## [Brief]
Where a line contains the word "last", copy that line from the records below.

## [Available data]
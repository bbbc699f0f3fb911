//! Weighted sampling of distinct indices.
//!
//! [`WeightedWithoutReplacement`] combines a [`Weighted`] strategy with a
//! [`UniformPermutation`]. Each draw picks a value uniformly over the weight
//! that is still live, maps it to a slot, and swap-removes that slot from both
//! the strategy and a slot → index table, so the chosen index cannot recur and
//! the remaining weights stay consistent without a rebuild. This is successive
//! sampling: every draw is proportional to the weights not yet drawn.
//!
//! Once only zero weights remain, the rest of the request is filled uniformly
//! from the permutation generator, so any `k <= len` can be served.
//!
//! Notes:
//! - The caller's generator is the only source of randomness for a sample; with
//!   a seeded generator, results are reproducible.
//! - `k` is bounded by the number of weights, not by their sum.

use rand::{Rng, SeedableRng};
use rand_chacha::ChaCha8Rng;

use crate::error::{Result, SamplerError};
use crate::permutation::UniformPermutation;
use crate::weighted::{checked_total, Weighted, WeightedBest};

/// Draws distinct weight-biased indices from a fixed list of weights.
#[derive(Debug)]
pub struct WeightedWithoutReplacement<W, R> {
    weighted: W,
    permutation: UniformPermutation,
    rng: R,
    population: usize,
    total: u64,
    /// Live slot → original index; mirrors every swap in `weighted`.
    slots: Vec<usize>,
}

impl WeightedWithoutReplacement<WeightedBest, ChaCha8Rng> {
    /// Adaptive strategy selection with a deterministic `ChaCha8Rng` source.
    pub fn from_seed(seed: u64) -> Self {
        Self::new(WeightedBest::default(), ChaCha8Rng::seed_from_u64(seed))
    }
}

impl<W: Weighted, R: Rng> WeightedWithoutReplacement<W, R> {
    /// Compose `weighted` with the random source `rng`.
    ///
    /// The sampler starts with an empty population.
    pub fn new(weighted: W, rng: R) -> Self {
        Self {
            weighted,
            permutation: UniformPermutation::default(),
            rng,
            population: 0,
            total: 0,
            slots: Vec::new(),
        }
    }

    /// Replace the population with `weights`.
    ///
    /// On failure the sampler is left with an empty population.
    ///
    /// # Errors
    ///
    /// [`SamplerError::Overflow`] if the weights do not sum into a `u64`, or
    /// whatever the strategy reports for weights it cannot hold.
    pub fn initialize(&mut self, weights: &[u64]) -> Result<()> {
        self.population = 0;
        self.total = 0;
        self.slots.clear();

        let total = checked_total(weights)?;
        self.weighted.initialize(weights)?;
        // Sized to the full population; `sample` narrows it to the live slots
        // before the zero-weight fallback draws from it.
        self.permutation.initialize(weights.len());

        self.population = weights.len();
        self.total = total;
        Ok(())
    }

    /// Draw `k` distinct indices into the weights.
    ///
    /// Indices are returned in draw order. `k == 0` always succeeds.
    ///
    /// # Errors
    ///
    /// [`SamplerError::OutOfRange`] if `k` exceeds the number of weights.
    pub fn sample(&mut self, k: usize) -> Result<Vec<usize>> {
        if k > self.population {
            return Err(SamplerError::OutOfRange {
                requested: k,
                population: self.population,
            });
        }
        let mut indices = Vec::with_capacity(k);
        if k == 0 {
            return Ok(indices);
        }

        self.weighted.reset();
        self.slots.clear();
        self.slots.extend(0..self.population);
        debug_assert_eq!(self.weighted.len(), self.slots.len());

        while indices.len() < k {
            let live = self.weighted.total_weight();
            if live == 0 {
                break;
            }
            let value = self.rng.random_range(0..live);
            let Some(slot) = self.weighted.sample(value) else {
                break;
            };
            self.weighted.swap_remove(slot);
            indices.push(self.slots.swap_remove(slot));
        }

        if indices.len() < k {
            log::trace!(
                "weights exhausted after {} draws, filling {} uniformly",
                indices.len(),
                k - indices.len()
            );
            self.permutation.initialize(self.slots.len());
            while indices.len() < k {
                match self.permutation.next(&mut self.rng) {
                    Some(position) => indices.push(self.slots[position]),
                    None => break,
                }
            }
        }
        Ok(indices)
    }

    /// Number of weights given to the last successful `initialize`.
    pub fn population(&self) -> usize {
        self.population
    }

    /// Sum of the weights given to the last successful `initialize`.
    pub fn total_weight(&self) -> u64 {
        self.total
    }

    /// The underlying strategy, e.g. to inspect `WeightedBest::selected`.
    pub fn sampler(&self) -> &W {
        &self.weighted
    }
}

#[cfg(test)]
mod tests {
    use super::*;
    use crate::weighted::{StrategyKind, WeightedArray, WeightedHeap, WeightedUniform};
    use std::collections::HashSet;

    fn seeded<W: Weighted>(weighted: W, seed: u64) -> WeightedWithoutReplacement<W, ChaCha8Rng> {
        WeightedWithoutReplacement::new(weighted, ChaCha8Rng::seed_from_u64(seed))
    }

    #[test]
    fn zero_weight_loses_to_any_positive_weight() {
        let mut s = WeightedWithoutReplacement::from_seed(1);
        s.initialize(&[0, 1]).expect("init");
        for _ in 0..50 {
            assert_eq!(s.sample(1).expect("k <= len"), vec![1]);
        }
        // The zero weight can only come second.
        assert_eq!(s.sample(2).expect("k == len"), vec![1, 0]);
    }

    #[test]
    fn all_zero_weights_fall_back_to_uniform() {
        let mut s = seeded(WeightedHeap::new(), 2);
        s.initialize(&[0; 6]).expect("init");
        assert_eq!(s.total_weight(), 0);
        for k in 0..=6 {
            let indices = s.sample(k).expect("k <= len");
            assert_eq!(indices.len(), k);
            let unique: HashSet<_> = indices.iter().collect();
            assert_eq!(unique.len(), k);
            assert!(indices.iter().all(|&i| i < 6));
        }
    }

    #[test]
    fn all_zero_fallback_covers_every_index() {
        let mut s = seeded(WeightedArray::new(), 3);
        s.initialize(&[0, 0, 0, 0]).expect("init");
        let mut firsts = HashSet::new();
        for _ in 0..200 {
            firsts.insert(s.sample(1).expect("k <= len")[0]);
        }
        assert_eq!(firsts.len(), 4);
    }

    #[test]
    fn positive_weights_come_before_zero_weights() {
        let weights = [0, 3, 0, 1, 0, 2];
        let mut s = seeded(WeightedUniform::default(), 4);
        s.initialize(&weights).expect("init");
        for _ in 0..100 {
            let indices = s.sample(weights.len()).expect("k == len");
            let mut head = indices[..3].to_vec();
            head.sort_unstable();
            assert_eq!(head, vec![1, 3, 5]);
            let mut tail = indices[3..].to_vec();
            tail.sort_unstable();
            assert_eq!(tail, vec![0, 2, 4]);
        }
    }

    #[test]
    fn out_of_range_checks_len_not_weight_sum() {
        let mut s = WeightedWithoutReplacement::from_seed(5);
        s.initialize(&[1, 1, 2]).expect("init");
        assert_eq!(
            s.sample(4),
            Err(SamplerError::OutOfRange {
                requested: 4,
                population: 3
            })
        );
        let mut all = s.sample(3).expect("k == len");
        all.sort_unstable();
        assert_eq!(all, vec![0, 1, 2]);
        // Still bounded by the original population after earlier calls.
        assert!(s.sample(4).is_err());
    }

    #[test]
    fn uninitialized_sampler_has_empty_population() {
        let mut s = seeded(WeightedArray::new(), 6);
        assert_eq!(s.sample(0), Ok(Vec::new()));
        assert!(matches!(
            s.sample(1),
            Err(SamplerError::OutOfRange { population: 0, .. })
        ));
    }

    #[test]
    fn failed_initialize_discards_previous_population() {
        let mut s = WeightedWithoutReplacement::from_seed(7);
        s.initialize(&[1, 2, 3]).expect("init");
        assert_eq!(s.initialize(&[2, u64::MAX]), Err(SamplerError::Overflow));
        assert_eq!(s.population(), 0);
        assert!(s.sample(1).is_err());
        assert_eq!(s.sample(0), Ok(Vec::new()));
    }

    #[test]
    fn lone_uniform_strategy_surfaces_its_ceiling() {
        let mut s = seeded(WeightedUniform::new(3), 8);
        assert_eq!(
            s.initialize(&[2, 2]),
            Err(SamplerError::WeightsTooLarge { total: 4, max: 3 })
        );
        assert_eq!(s.population(), 0);
    }

    #[test]
    fn reinitialize_reflects_only_latest_weights() {
        let mut s = WeightedWithoutReplacement::from_seed(9);
        s.initialize(&[5, 5, 5, 5]).expect("init");
        s.sample(3).expect("k <= len");
        s.initialize(&[0, 0, 9]).expect("re-init");
        assert_eq!(s.population(), 3);
        assert_eq!(s.total_weight(), 9);
        for _ in 0..20 {
            assert_eq!(s.sample(1).expect("k <= len"), vec![2]);
        }
    }

    #[test]
    fn same_seed_same_samples() {
        let weights: Vec<u64> = (1..=40).collect();
        let mut a = WeightedWithoutReplacement::from_seed(10);
        let mut b = seeded(WeightedHeap::new(), 10);
        a.initialize(&weights).expect("init");
        b.initialize(&weights).expect("init");
        // Strategies agree on every lookup and the benchmark has its own
        // generator, so the streams match whichever strategy was selected.
        for k in [1, 5, 17, 40] {
            assert_eq!(a.sample(k), b.sample(k));
        }
    }

    #[test]
    fn initialize_sizes_permutation_to_population() {
        let mut s = seeded(WeightedArray::new(), 13);
        s.initialize(&[0, 0, 4, 0, 1]).expect("init");
        assert_eq!(s.permutation.len(), 5);
        assert_eq!(s.permutation.remaining(), 5);
        // Two positive weights drawn, three zero-weight slots left for the
        // fallback.
        s.sample(5).expect("k == len");
        assert_eq!(s.permutation.len(), 3);
        assert_eq!(s.permutation.remaining(), 0);
    }

    #[test]
    fn shared_across_threads_behind_a_lock() {
        use std::sync::{Arc, Mutex};

        fn assert_send<T: Send>() {}
        assert_send::<WeightedWithoutReplacement<WeightedBest, ChaCha8Rng>>();

        let shared = Arc::new(Mutex::new(WeightedWithoutReplacement::from_seed(14)));
        shared.lock().expect("lock").initialize(&[1, 2, 3, 4]).expect("init");
        let handles: Vec<_> = (0..4)
            .map(|_| {
                let shared = Arc::clone(&shared);
                std::thread::spawn(move || {
                    let mut sampler = shared.lock().expect("lock");
                    sampler.sample(2)
                })
            })
            .collect();
        for handle in handles {
            let pair = handle.join().expect("thread").expect("k <= len");
            assert_eq!(pair.len(), 2);
            assert_ne!(pair[0], pair[1]);
        }
    }

    #[test]
    fn best_selection_is_inspectable() {
        let mut s = WeightedWithoutReplacement::from_seed(11);
        assert_eq!(s.sampler().selected(), None);
        s.initialize(&[1, 2, 3]).expect("init");
        let selected = s.sampler().selected().expect("selected");
        assert_ne!(selected, StrategyKind::Best);
    }

    #[test]
    fn second_draw_follows_successive_sampling() {
        // weights [1, 1, 2]: P(second = 2 | first = 0) = 2/3.
        let mut s = seeded(WeightedArray::new(), 12);
        s.initialize(&[1, 1, 2]).expect("init");
        let (mut after_zero, mut then_two) = (0u32, 0u32);
        for _ in 0..20_000 {
            let pair = s.sample(2).expect("k <= len");
            if pair[0] == 0 {
                after_zero += 1;
                if pair[1] == 2 {
                    then_two += 1;
                }
            }
        }
        let ratio = f64::from(then_two) / f64::from(after_zero);
        assert!((ratio - 2.0 / 3.0).abs() < 0.03, "ratio was {ratio:.3}");
    }
}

## [Task result]
    /// Number of weights given to the last successful `initialize`.
    /// Sum of the weights given to the last successful `initialize`.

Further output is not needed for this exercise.